Por que sofremos?

Foi ontem, ao fim de um processo doloroso, que no consultório quis responder à pergunta que me foi trazida com certa angustia.

De agosto a dezembro, precisamente, ontem, chorei, emagreci, angustiei-me, sofri. A dor solitária que penetra no fundo da alma e eclipsa a razão, que nos confunde, nos abate.

Abatido, sem alma, sem chão, nem o choro me servia de lamento. Troquei as boas coisas, por coisas quaisquer; troquei a alegria do semblante que contemplava a vida, por um olhar turvo, que não se encontra, que não se ama, que nada vê. Errei na caminhada; julguei pessoas que não mereciam meu juízo. Desfiz do trigo e comprei o joio.

Quase perdi os amigos, por me apegar à dor... Sofri pela tolice de se desejar o que não se pode ter. Por não vislumbrar no processo as perdas e ganhos, e o interesse último que nos faz caminhar na vida social. Sendo assim, disse coisas boas a quem não merecia ouvir, dei meu amor a quem não soube me amar, joguei pérolas na lama, e minha recompensa foi receber um dizer frio, raivoso, destruidor, que na expressividade do "tenho nojo de você", trouxe-me, novamente, o que sou!

Eu não tenho nojo de mim, e no campo minado, a última bomba que restava ser explodida, sim, fez-me ressurgir. A dor se foi... O lamento não existe, a angustia cessou.

Tudo isso seria trágico, se não fosse lúdico! A ironia se encontra que, no sofrimento, e na prisão da alma, ganhei um amigo que de longe não nunca esperei ter. Faz-se sentir que nesse processo vivi, fiz poesias, fiz declarações, dissimulei situações, errei muito, e não perdi nada! Ao passo que tudo perdi.
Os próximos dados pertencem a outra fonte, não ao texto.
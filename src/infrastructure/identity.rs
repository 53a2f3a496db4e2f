use crate::domain::Account;
use async_trait::async_trait;
use reqwest::{header, Client};
use serde::Deserialize;
use std::time::Duration;
use thiserror::Error;
use tracing::error;

#[derive(Error, Debug)]
pub enum AuthError {
    #[error("Missing or invalid authorization token")]
    MissingToken,
    #[error("Session rejected by identity provider")]
    InvalidToken,
    #[error("Identity provider unavailable: {0}")]
    ProviderUnavailable(String),
    #[error("Invalid configuration: {0}")]
    InvalidConfig(String),
}

/// Identity established by the identity provider for a bearer token.
/// This is the only source of account identity; ids supplied in request
/// bodies are never consulted.
#[derive(Debug, Clone, PartialEq)]
pub struct VerifiedSession {
    pub subject: String,
    pub email: String,
}

#[async_trait]
pub trait SessionVerifier: Send + Sync {
    async fn verify(&self, token: &str) -> Result<VerifiedSession, AuthError>;
}

#[derive(Debug, Deserialize)]
struct SessionClaims {
    sub: String,
    email: Option<String>,
}

/// Verifies bearer tokens against the identity provider's session endpoint.
pub struct HttpSessionVerifier {
    client: Client,
    base_url: String,
}

impl HttpSessionVerifier {
    pub fn new(base_url: String) -> Result<Self, AuthError> {
        let client = Client::builder()
            .timeout(Duration::from_secs(5))
            .connect_timeout(Duration::from_secs(3))
            .build()
            .map_err(|e| {
                AuthError::InvalidConfig(format!("Failed to create HTTP client: {}", e))
            })?;

        Ok(Self { client, base_url })
    }
}

#[async_trait]
impl SessionVerifier for HttpSessionVerifier {
    async fn verify(&self, token: &str) -> Result<VerifiedSession, AuthError> {
        let resp = self
            .client
            .get(format!("{}/v1/sessions/me", self.base_url))
            .header(header::AUTHORIZATION, format!("Bearer {}", token))
            .send()
            .await
            .map_err(|e| AuthError::ProviderUnavailable(e.to_string()))?;

        let status = resp.status();
        if status.as_u16() == 401 || status.as_u16() == 404 {
            return Err(AuthError::InvalidToken);
        }
        if !status.is_success() {
            error!(status = %status, "Session verification failed");
            return Err(AuthError::ProviderUnavailable(format!("status {}", status)));
        }

        let claims: SessionClaims = resp
            .json()
            .await
            .map_err(|e| AuthError::ProviderUnavailable(e.to_string()))?;

        let email = claims
            .email
            .unwrap_or_else(|| Account::placeholder_email(&claims.sub));

        Ok(VerifiedSession {
            subject: claims.sub,
            email,
        })
    }
}

#[cfg(test)]
mod tests {
    use super::*;

    #[test]
    fn claims_without_email_get_placeholder() {
        let claims: SessionClaims =
            serde_json::from_str(r#"{"sub": "user_42"}"#).unwrap();
        let email = claims
            .email
            .unwrap_or_else(|| Account::placeholder_email(&claims.sub));
        assert_eq!(email, "user_42@placeholder.email");
    }
}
Queria ter errado mais... Bem mais do que errei, enfim toda a dor do erro me modelou, fez-me uma nova pessoa, converteu-me à humanidade, sem julgá-la boa ou má, sem vingá-la no meu "azar".

Por que sofremos? Sim, sofremos para que possa existir a poesia, sofremos para que possa existir a vida, sofremos para que possa existir a música, sofremos para encontrarmos nos amigos o verdadeiro tesouro da partilha do eu para o "além do eu". Sofremos para aprender que juízos, raivas, nojos, antipatias fazem parte do processo humano, mas que não devem ser levados a serio com o peso cabal das afirmações últimas... E de igual forma, que nenhum amor, esperança ou paixão devam ser levados tão a serio, que não se possa movimentar a vida em nós mesmos, em prol dos ideais simbólicos que, essas bandeiras, nos fazem levantar.

Dessa forma, sofremos para nos transformarmos em pessoas melhores, se do sofrimento aprendermos à lição: NÃO LEVE A VIDA TÃO A SÉRIO... APENAS VIVA E SE DEIXE VIVER!
Por: Renato Hoffmann.

Comentários

  1. caro Renato

    paz em Deus, querido.
    sofremos a dor de simplesmente existir e agradeço a Deus pelo sentida da vida, Vida que é em si poesia e serenidade de auscultá-la em nossos corações.

    grato por suas palavras de vida.